- [Your task]:
Everything from the line containing "seq: comments.len() as" through the last line of the material below is to be copied exactly, ends included.

- [Listed records]:
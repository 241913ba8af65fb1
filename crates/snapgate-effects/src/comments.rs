//! In-memory comment threads
//!
//! Each snapshot id owns one thread behind its own lock, so appends to one
//! thread are serialised while unrelated threads proceed independently.

use async_trait::async_trait;
use snapgate_core::effects::{Comment, CommentThreadEffects, NewComment};
use snapgate_core::{Result, SnapshotId};
use std::collections::HashMap;
use std::sync::Arc;
use tokio::sync::{Mutex, RwLock};

type Thread = Arc<Mutex<Vec<Comment>>>;

/// Single-writer-per-thread comment store
#[derive(Clone, Default)]
pub struct MemoryCommentThreads {
    threads: Arc<RwLock<HashMap<SnapshotId, Thread>>>,
}

impl MemoryCommentThreads {
    /// Create an empty store
    pub fn new() -> Self {
        Self::default()
    }

    async fn thread(&self, snapshot: &SnapshotId) -> Thread {
        if let Some(thread) = self.threads.read().await.get(snapshot) {
            return Arc::clone(thread);
        }
        let mut threads = self.threads.write().await;
        Arc::clone(threads.entry(snapshot.clone()).or_default())
    }
}

#[async_trait]
impl CommentThreadEffects for MemoryCommentThreads {
    async fn list(&self, snapshot: &SnapshotId) -> Result<Vec<Comment>> {
        let threads = self.threads.read().await;
        match threads.get(snapshot) {
            Some(thread) => Ok(thread.lock().await.clone()),
            None => Ok(Vec::new()),
        }
    }

    async fn append(
        &self,
        snapshot: &SnapshotId,
        comment: NewComment,
        now_ms: u64,
    ) -> Result<Comment> {
        let thread = self.thread(snapshot).await;
        let mut comments = thread.lock().await;
        let stored = Comment {
            seq: comments.len() as u64 + 1,
            author: comment.author,
            body: comment.body,
            created_at: now_ms,
        };
        comments.push(stored.clone());
        Ok(stored)
    }
}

- [Answer for the task]:
            seq: comments.len() as u64 + 1,
            author: comment.author,
            body: comment.body,
            created_at: now_ms,
        };
        comments.push(stored.clone());
        Ok(stored)
    }
}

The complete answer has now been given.